Bormio e le sue terme nell’Alta Valtellina.

Un paese accogliente.

Sono riusciti a farmi cambiare idea ed ho accettato l’invito per andare a visitare Bormio. D’altronde dicembre è il mese delle feste natalizie, dei buoni propositi per l’anno nuovo e della montagna, anche se non si è grandi appassionati come me.

Bormio si trova a 1220 metri sul livello del mare, circondato delle Alpi Retiche ed a 60 km dal capoluogo di Sondrio. Bormio è per tutte le stagioni dove dalla primavera all’autunno si può fare trekking, biking nei meravigliosi sentieri del Parco dello Stelvio, d’inverno invece lo sci e tutte le attività praticabili sulla neve.

Qui si respira aria fresca e pulita, lasciate lo stress a casa e immergetevi nella natura che circonda questo borgo fatto di casette in pietra e balconate in legno, addobbate per l’occasione con luci e festoni natalizi.
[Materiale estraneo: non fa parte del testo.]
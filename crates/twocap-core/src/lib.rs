//! # twocap-core
//!
//! Core types for the twocap client: the error taxonomy, task descriptors,
//! raw protocol responses, solutions, service load snapshots and client
//! configuration.
//!
//! Nothing in this crate performs I/O beyond reading and writing config files.

mod config;
mod error;
mod types;

pub use config::{ClientConfig, ElapsedMode, PollingConfig, RetryConfig, API_KEY_ENV};
pub use error::{CaptchaError, Result};
pub use types::*;
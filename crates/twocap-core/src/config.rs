//! Configuration management for twocap
//!
//! Client settings can be loaded from a TOML file; every field has a default
//! so a file only needs the values it overrides. The API key may also come
//! from the `TWOCAPTCHA_API_KEY` environment variable.

use serde::{Deserialize, Serialize};
use std::env;
use std::path::Path;

use crate::{CaptchaError, Result};

/// Environment variable consulted when no API key is configured
pub const API_KEY_ENV: &str = "TWOCAPTCHA_API_KEY";

/// Client configuration
#[derive(Debug, Clone, PartialEq, Serialize, Deserialize)]
pub struct ClientConfig {
    /// 2captcha API key
    #[serde(default)]
    pub api_key: Option<String>,

    /// Use https instead of http
    #[serde(default)]
    pub use_ssl: bool,

    /// Service host name
    #[serde(default = "default_host")]
    pub host: String,

    /// Transport-level retry policy
    #[serde(default)]
    pub retry: RetryConfig,

    /// Result polling defaults
    #[serde(default)]
    pub polling: PollingConfig,
}

/// Delivery retry settings for the HTTP transport
#[derive(Debug, Clone, PartialEq, Serialize, Deserialize)]
pub struct RetryConfig {
    /// Attempts per request, including the first
    #[serde(default = "default_max_attempts")]
    pub max_attempts: u32,

    /// Base delay; attempt n waits `backoff_factor * 2^(n-1)`
    #[serde(default = "default_backoff_factor_secs")]
    pub backoff_factor_secs: u64,

    /// Upper bound on a single delay
    #[serde(default = "default_max_backoff_secs")]
    pub max_backoff_secs: u64,
}

/// How the poller accounts for time spent waiting
#[derive(Debug, Clone, Copy, PartialEq, Eq, Default, Serialize, Deserialize)]
#[serde(rename_all = "snake_case")]
pub enum ElapsedMode {
    /// Sum of sleep intervals; ignores time spent in requests
    #[default]
    Stepped,
    /// Monotonic clock measured from the start of the wait
    WallClock,
}

/// Polling loop defaults
#[derive(Debug, Clone, PartialEq, Serialize, Deserialize)]
pub struct PollingConfig {
    #[serde(default = "default_max_wait_secs")]
    pub max_wait_secs: u64,

    #[serde(default = "default_interval_secs")]
    pub interval_secs: u64,

    #[serde(default)]
    pub mode: ElapsedMode,
}

fn default_host() -> String {
    "2captcha.com".to_string()
}

fn default_max_attempts() -> u32 {
    5
}

fn default_backoff_factor_secs() -> u64 {
    10
}

fn default_max_backoff_secs() -> u64 {
    120
}

fn default_max_wait_secs() -> u64 {
    300
}

fn default_interval_secs() -> u64 {
    5
}

impl ClientConfig {
    /// Create a configuration for the given key with defaults elsewhere
    pub fn new(api_key: impl Into<String>) -> Self {
        Self {
            api_key: Some(api_key.into()),
            ..Self::default()
        }
    }

    /// Load configuration from a TOML file, or use defaults if it doesn't exist
    pub fn load_or_default(path: &Path) -> Result<Self> {
        if path.exists() {
            let content = std::fs::read_to_string(path)?;
            let config: Self = toml::from_str(&content).map_err(|e| {
                CaptchaError::Config(format!("Failed to parse config file: {}", e))
            })?;
            config.validate()?;
            Ok(config)
        } else {
            Ok(Self::default())
        }
    }

    /// Reject settings that would make the client misbehave
    pub fn validate(&self) -> Result<()> {
        if self.polling.interval_secs == 0 {
            return Err(CaptchaError::Config(
                "polling.interval_secs must be greater than zero".to_string(),
            ));
        }
        Ok(())
    }

    /// Write this configuration as TOML
    pub fn write(&self, path: &Path) -> Result<()> {
        let content = toml::to_string_pretty(self)
            .map_err(|e| CaptchaError::Config(format!("Failed to serialize config: {}", e)))?;
        if let Some(parent) = path.parent() {
            std::fs::create_dir_all(parent)?;
        }
        std::fs::write(path, content)?;
        Ok(())
    }

    /// Base URL for all endpoints, e.g. `http://2captcha.com/`
    pub fn base_url(&self) -> String {
        let proto = if self.use_ssl { "https" } else { "http" };
        format!("{}://{}/", proto, self.host)
    }

    /// Get the API key
    ///
    /// Priority:
    /// 1. `api_key` from the configuration
    /// 2. `TWOCAPTCHA_API_KEY` environment variable
    pub fn resolve_api_key(&self) -> Result<String> {
        if let Some(key) = self.api_key.as_ref().filter(|k| !k.is_empty()) {
            return Ok(key.clone());
        }

        if let Ok(key) = env::var(API_KEY_ENV) {
            if !key.is_empty() {
                tracing::debug!("Using API key from {}", API_KEY_ENV);
                return Ok(key);
            }
        }

        Err(CaptchaError::Config(format!(
            "No API key found. Set `api_key` in the config file or export {}",
            API_KEY_ENV
        )))
    }
}

impl Default for ClientConfig {
    fn default() -> Self {
        Self {
            api_key: None,
            use_ssl: false,
            host: default_host(),
            retry: RetryConfig::default(),
            polling: PollingConfig::default(),
        }
    }
}

impl Default for RetryConfig {
    fn default() -> Self {
        Self {
            max_attempts: default_max_attempts(),
            backoff_factor_secs: default_backoff_factor_secs(),
            max_backoff_secs: default_max_backoff_secs(),
        }
    }
}

impl Default for PollingConfig {
    fn default() -> Self {
        Self {
            max_wait_secs: default_max_wait_secs(),
            interval_secs: default_interval_secs(),
            mode: ElapsedMode::default(),
        }
    }
}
Al mio arrivo, appena il tempo di lasciare le mie cose nell’Hotel che ci ha ospitato, che subito ero in giro per i vicoli alla scoperta di palazzi, chiese, cultura e storia di Bormio.

Alla scoperta del borgo di Bormio.

Qui vige ancora la tradizionale cultura contadina e montana e la si percepisce nelle persone che la abitano che si sono tramandate da generazione a generazione miti e leggende legando questa popolazione con feste folkloristiche.

Mi imbatto in Piazza Cavour (Kuerc) dove si affaccia il Palazzo del Podestà (Tribunale e carceri) e dietro si innalza la Torre delle Ore un tempo usata per avvisare la popolazione di un pericolo grazie la grande campana (Bajona).

Lascio palazzi e monumenti civili per proseguire per Via Roma e trovarmi di fronte la Chiesa di San Vitale e San Valeria, una delle più antiche risalente intorno al 1200, significativa e apprezzata tra i monumenti dell’Alta Valtellina. Semplice ma allo stesso tempo adornata con affreschi, come quello posto sul lato sud, dove viene raffigurata la crocefissione, che la impreziosiscono e la rendono molto affascinante.

Bormio ed i piatti tipici.

Passeggiando, passeggiando viene anche fame e perché non approfittare dei piatti tipici della Valtellina. Qui i sapori sono caldi fatti da una cucina semplice contadina e genuina come quella di una volta. Pizzoccheri, sciatt (frittelline rotonde di grano saraceno ripiene di formaggio), bresaola, polenta taragna e formaggi accompagnati da un buon bicchiere di vino valtellinese, divino.

Nei negozi del paese potete inoltre acquistare tanti altri prodotti della terra, come i funghi, il miele, farine di grano saraceno, biscotti, salumi e formaggi di ogni tipo.

Le terme di Bormio.

Tanti turisti vengono qui a Bormio anche per curarsi con le acque termali dove fonti di acqua calda sono in uso per applicazioni terapeutiche grazie all’effetto miorilassante. Come non potevo approfittare di questa coccola. Così mi sono regalata qualche ora ai Bagni Vecchi, una delle più antiche terme risalente all’impero romano, dove in una suggestiva grotta sgorga l’acqua termale.

L’apice poi l’ho raggiunto quando mi sono immersa in una grande piscina panoramica all’aperto a picco sulla conca di Bormio. Un benessere senza tempo ed una location assolutamente spettacolare.

Dove dormire a Bormio.

A Bormio mi sono trovata assolutamente bene grazie anche l’ospitalità dell’Hotel Meublé Sertorelli Reit sito a due passi dal centro, vicinissimo alle Terme ed a 10 minuti a piedi dagli impianti sciistici. Questo è un B&B molto grazioso, stanze confortevoli, pulite, con kit di cortesia e WI-FI gratuito. La soluzione ideale per chi vuole alloggiare in un’atmosfera piacevole, arredata con gusto, con lo stile moderno che si contrappone al rustico.

Colazione molto abbondante, sia dolce che salata, per accontentare tutti i gusti. La proprietaria è stata molto gentile e disponibile ad ogni nostra richiesta e ci ha confermato che la struttura è aperta tutto l’anno convenzionata sia con scuola di sci, che terme che impianti sciistici Provato ed approvato.

Ora che vi ho raccontato un po’ di Bormio dovete solo avere il piacere di provare anche voi questo posto magico, che ti accoglie e ti coccola in tutti i periodi dell’anno.